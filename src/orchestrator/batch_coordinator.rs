//! 批量文档协调器 - 编排层
//!
//! ## 职责
//!
//! 按计划顺序逐个处理文档：每个文档创建任务并运行一次 `Sequencer`。
//! 文档之间不并发；任何一个文档失败，整批立即停止。

use std::sync::Arc;

use tracing::{error, info};

use crate::clients::ProcessingApi;
use crate::error::{AppError, AppResult};
use crate::models::WorkPlan;
use crate::orchestrator::sequencer::{DocumentRun, RunRecord, Sequencer};
use crate::workflow::{CancelFlag, ProgressTracker};

/// 批量文档协调器
pub struct BatchCoordinator {
    api: Arc<dyn ProcessingApi>,
    cancel: CancelFlag,
}

impl BatchCoordinator {
    pub fn new(api: Arc<dyn ProcessingApi>, cancel: CancelFlag) -> Self {
        Self { api, cancel }
    }

    /// 处理计划中的所有文档
    ///
    /// # 返回
    /// 按文档顺序排列的任务 ID
    pub async fn run(
        &self,
        plan: &WorkPlan,
        record: &mut RunRecord,
        progress: &mut ProgressTracker,
    ) -> AppResult<Vec<String>> {
        let total = plan.documents_total();
        log_batch_start(total, plan.total_pages());

        for (index, entry) in plan.entries().iter().enumerate() {
            let document_index = index + 1;

            if self.cancel.is_cancelled() {
                info!("⏹ 收到取消请求，跳过剩余 {} 个文档", total - index);
                return Err(AppError::Cancelled {
                    pages_done: record.page_results.len(),
                });
            }

            let doc = DocumentRun {
                entry,
                prompt: plan.prompt(),
                output: plan.output(),
                document_index,
                documents_total: total,
                batch_member: true,
            };

            let mut sequencer = Sequencer::new(self.api.clone(), self.cancel.clone());
            if let Err(e) = sequencer.run(&doc, record, progress).await {
                error!(
                    "[文档 {}/{}] ❌ {} 处理失败，终止批量处理: {}",
                    document_index, total, entry.document.name, e
                );
                return Err(e);
            }

            log_document_complete(
                document_index,
                total,
                &entry.document.stem,
                record.page_results.len(),
            );
        }

        Ok(record.job_ids.clone())
    }
}

// ========== 日志辅助函数 ==========

fn log_batch_start(documents: usize, pages: usize) {
    info!("\n{}", "=".repeat(60));
    info!("📦 开始批量处理: {} 个文档, 共 {} 页", documents, pages);
    info!("{}", "=".repeat(60));
}

fn log_document_complete(index: usize, total: usize, stem: &str, pages_done: usize) {
    info!("\n{}", "─".repeat(60));
    info!(
        "✓ 第 {}/{} 个文档完成 (来源标记: {}), 累计 {} 页",
        index, total, stem, pages_done
    );
    info!("{}", "─".repeat(60));
}
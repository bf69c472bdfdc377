use serde::{Deserialize, Serialize};

use crate::models::output::DeliverableLocator;

/// 单页生成结果，按页码顺序追加，追加后不再修改
#[derive(Debug, Clone, PartialEq, Eq, Serialize, Deserialize)]
pub struct PageResult {
    pub page: u32,
    pub text: String,
    /// 服务端提交给模型的页面图片大小（字节）
    pub payload_size: Option<u64>,
}

/// 最后一页随结果返回的交付提示（单文档模式下等同于汇总结果）
#[derive(Debug, Clone, Default, PartialEq, Eq)]
pub struct FinalizationHints {
    pub locator: Option<DeliverableLocator>,
    pub remote_stored: bool,
    pub used_fallback: bool,
}
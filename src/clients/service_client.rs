/// 处理服务 HTTP 客户端
///
/// 封装所有与处理服务相关的调用逻辑（JSON over HTTP）
use crate::clients::processing_api::ProcessingApi;
use crate::clients::wire::{
    BootstrapResponse, CreateJobResponse, FinalizeRequest, FinalizeResponse, HealthStatus,
    JobRequest, PageRequest, PageResponse, ServiceReply, UploadResponse,
};
use crate::config::{api_url, Config};
use crate::error::{ApiError, AppResult, ConfigError};
use crate::models::document::{BootstrapParams, BootstrapResult, DocumentReference};
use crate::models::output::{DeliverableLocator, OutputConfig};
use async_trait::async_trait;
use futures::StreamExt;
use reqwest::multipart::{Form, Part};
use reqwest::{Client, Response};
use serde::de::DeserializeOwned;
use serde::Serialize;
use std::path::Path;
use std::time::Duration;
use tracing::debug;

/// 处理服务客户端
pub struct HttpServiceClient {
    client: Client,
    base_url: String,
}

impl HttpServiceClient {
    /// 创建新的服务客户端
    pub fn new(config: &Config) -> AppResult<Self> {
        let base = config.api_base_url.trim();
        if !(base.starts_with("http://") || base.starts_with("https://")) {
            return Err(ConfigError::InvalidBaseUrl(config.api_base_url.clone()).into());
        }

        let client = Client::builder()
            .timeout(Duration::from_secs(config.request_timeout_secs))
            .build()
            .map_err(|e| ConfigError::ClientBuildFailed(e.to_string()))?;

        Ok(Self {
            client,
            base_url: config.api_base_url.clone(),
        })
    }

    pub fn base_url(&self) -> &str {
        &self.base_url
    }

    fn url(&self, path: &str) -> String {
        api_url(&self.base_url, path)
    }

    /// 发送 JSON POST 并解析响应
    async fn post_json<B, R>(&self, endpoint: &str, body: &B) -> Result<R, ApiError>
    where
        B: Serialize + ?Sized,
        R: DeserializeOwned + ServiceReply,
    {
        debug!("POST {}", endpoint);
        let response = self
            .client
            .post(self.url(endpoint))
            .json(body)
            .send()
            .await
            .map_err(|e| ApiError::request_failed(endpoint, e))?;

        let reply: R = read_json(endpoint, response).await?;
        ensure_success(endpoint, reply)
    }
}

#[async_trait]
impl ProcessingApi for HttpServiceClient {
    async fn health(&self) -> Result<HealthStatus, ApiError> {
        let endpoint = "/";
        let response = self
            .client
            .get(self.url(endpoint))
            .send()
            .await
            .map_err(|e| ApiError::request_failed(endpoint, e))?;
        read_json(endpoint, response).await
    }

    async fn ingest_document(&self, path: &Path) -> Result<DocumentReference, ApiError> {
        let endpoint = "/upload";
        let file_name = path
            .file_name()
            .unwrap_or_default()
            .to_string_lossy()
            .to_string();

        let bytes = tokio::fs::read(path)
            .await
            .map_err(|e| ApiError::request_failed(endpoint, e))?;
        debug!("上传文件 {} ({} 字节)", file_name, bytes.len());

        let form = Form::new().part("file", Part::bytes(bytes).file_name(file_name));
        let response = self
            .client
            .post(self.url(endpoint))
            .multipart(form)
            .send()
            .await
            .map_err(|e| ApiError::request_failed(endpoint, e))?;

        let reply: UploadResponse = read_json(endpoint, response).await?;
        let reply = ensure_success(endpoint, reply)?;

        if reply.file_id.trim().is_empty() {
            return Err(ApiError::malformed(endpoint, "缺少 file_id"));
        }

        Ok(DocumentReference::new(
            reply.file_id,
            reply.filename,
            reply.page_count,
        ))
    }

    async fn bootstrap(&self, params: &BootstrapParams) -> Result<BootstrapResult, ApiError> {
        let reply: BootstrapResponse = self.post_json("/api/bootstrap", params).await?;

        let documents = reply
            .documents
            .into_iter()
            .map(|d| DocumentReference::new(d.file_id, d.filename, d.page_count))
            .collect();

        Ok(BootstrapResult {
            documents,
            prompt_defaults: reply.prompt_defaults,
        })
    }

    async fn create_job(&self, request: &JobRequest) -> Result<String, ApiError> {
        let endpoint = "/api/jobs";
        let reply: CreateJobResponse = self.post_json(endpoint, request).await?;
        reply
            .job_id
            .filter(|id| !id.trim().is_empty())
            .ok_or_else(|| ApiError::malformed(endpoint, "缺少 job_id"))
    }

    async fn submit_page(
        &self,
        job_id: &str,
        page: u32,
        document_name: &str,
    ) -> Result<PageResponse, ApiError> {
        let endpoint = format!("/api/jobs/{}/pages", job_id);
        let body = PageRequest {
            page,
            document_name,
        };
        self.post_json(&endpoint, &body).await
    }

    async fn finalize_batch(
        &self,
        job_ids: &[String],
        output: &OutputConfig,
    ) -> Result<FinalizeResponse, ApiError> {
        let body = FinalizeRequest { job_ids, output };
        self.post_json("/api/jobs/finalize-batch", &body).await
    }

    async fn fetch_deliverable(&self, locator: &DeliverableLocator) -> Result<Vec<u8>, ApiError> {
        let url = if locator.url.starts_with("http://") || locator.url.starts_with("https://") {
            locator.url.clone()
        } else {
            self.url(&locator.url)
        };

        let response = self
            .client
            .get(&url)
            .send()
            .await
            .map_err(|e| ApiError::request_failed(&locator.url, e))?;

        let status = response.status();
        if !status.is_success() {
            let body = response.text().await.unwrap_or_default();
            return Err(ApiError::BadStatus {
                endpoint: locator.url.clone(),
                status: status.as_u16(),
                body,
            });
        }

        let mut stream = response.bytes_stream();
        let mut bytes = Vec::new();
        while let Some(chunk) = stream.next().await {
            let chunk = chunk.map_err(|e| ApiError::request_failed(&locator.url, e))?;
            bytes.extend_from_slice(&chunk);
        }
        debug!("已下载 {} 字节: {}", bytes.len(), locator.url);

        Ok(bytes)
    }
}

/// 读取响应体并按状态码解析
async fn read_json<R: DeserializeOwned>(endpoint: &str, response: Response) -> Result<R, ApiError> {
    let status = response.status().as_u16();
    let body = response
        .text()
        .await
        .map_err(|e| ApiError::request_failed(endpoint, e))?;
    decode_body(endpoint, status, &body)
}

/// 解析响应体
///
/// 非 2xx 时尽量保留服务端的 `error` 字段，方便日志排查
pub fn decode_body<R: DeserializeOwned>(endpoint: &str, status: u16, body: &str) -> Result<R, ApiError> {
    if !(200..300).contains(&status) {
        let message = serde_json::from_str::<serde_json::Value>(body)
            .ok()
            .and_then(|v| v.get("error").and_then(|e| e.as_str()).map(str::to_string))
            .unwrap_or_else(|| body.to_string());
        return Err(ApiError::BadStatus {
            endpoint: endpoint.to_string(),
            status,
            body: message,
        });
    }

    serde_json::from_str(body).map_err(|e| ApiError::malformed(endpoint, e.to_string()))
}

/// 检查 success 字段
pub fn ensure_success<R: ServiceReply>(endpoint: &str, reply: R) -> Result<R, ApiError> {
    if reply.succeeded() {
        Ok(reply)
    } else {
        Err(ApiError::unsuccessful(endpoint, reply.error_message()))
    }
}

#[cfg(test)]
mod tests {
    use super::*;

    #[test]
    fn decodes_successful_page_reply() {
        let reply: PageResponse = decode_body(
            "/api/jobs/j1/pages",
            200,
            r#"{"success": true, "page": 4, "gpt_response": "ok", "is_last_page": true}"#,
        )
        .unwrap();
        let reply = ensure_success("/api/jobs/j1/pages", reply).unwrap();
        assert_eq!(reply.page, Some(4));
        assert!(reply.is_last_page);
    }

    #[test]
    fn bad_status_keeps_server_error_text() {
        let err = decode_body::<PageResponse>("/api/jobs", 500, r#"{"error": "model overloaded"}"#)
            .unwrap_err();
        match err {
            ApiError::BadStatus { status, body, .. } => {
                assert_eq!(status, 500);
                assert_eq!(body, "model overloaded");
            }
            other => panic!("unexpected error: {other:?}"),
        }
    }

    #[test]
    fn non_json_body_is_malformed() {
        let err = decode_body::<CreateJobResponse>("/api/jobs", 200, "<html>").unwrap_err();
        assert!(matches!(err, ApiError::MalformedResponse { .. }));
    }

    #[test]
    fn success_false_is_unsuccessful() {
        let reply: FinalizeResponse =
            decode_body("/api/jobs/finalize-batch", 200, r#"{"success": false, "error": "no rows"}"#)
                .unwrap();
        let err = ensure_success("/api/jobs/finalize-batch", reply).unwrap_err();
        assert!(err.to_string().contains("no rows"));
    }

    #[test]
    fn client_joins_base_url() {
        let config = Config {
            api_base_url: "http://localhost:4005/".into(),
            ..Default::default()
        };
        let client = HttpServiceClient::new(&config).unwrap();
        assert_eq!(client.url("/api/jobs"), "http://localhost:4005/api/jobs");
    }

    #[test]
    fn same_origin_base_is_rejected() {
        for base in ["/", "", "localhost:4005"] {
            let config = Config {
                api_base_url: base.into(),
                ..Default::default()
            };
            let err = HttpServiceClient::new(&config).err().unwrap();
            assert!(
                matches!(err, crate::error::AppError::Config(ConfigError::InvalidBaseUrl(_))),
                "base {base:?} gave {err:?}"
            );
        }
    }
}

--------

* **PROBLEM TO WORK ON**: Return all lines of the data in which the string "ProcessingApi" appears.

* **TASK ANSWER**:
use crate::clients::ProcessingApi;
    api: Arc<dyn ProcessingApi>,
    pub fn new(api: Arc<dyn ProcessingApi>, cancel: CancelFlag) -> Self {
use crate::clients::processing_api::ProcessingApi;
impl ProcessingApi for HttpServiceClient {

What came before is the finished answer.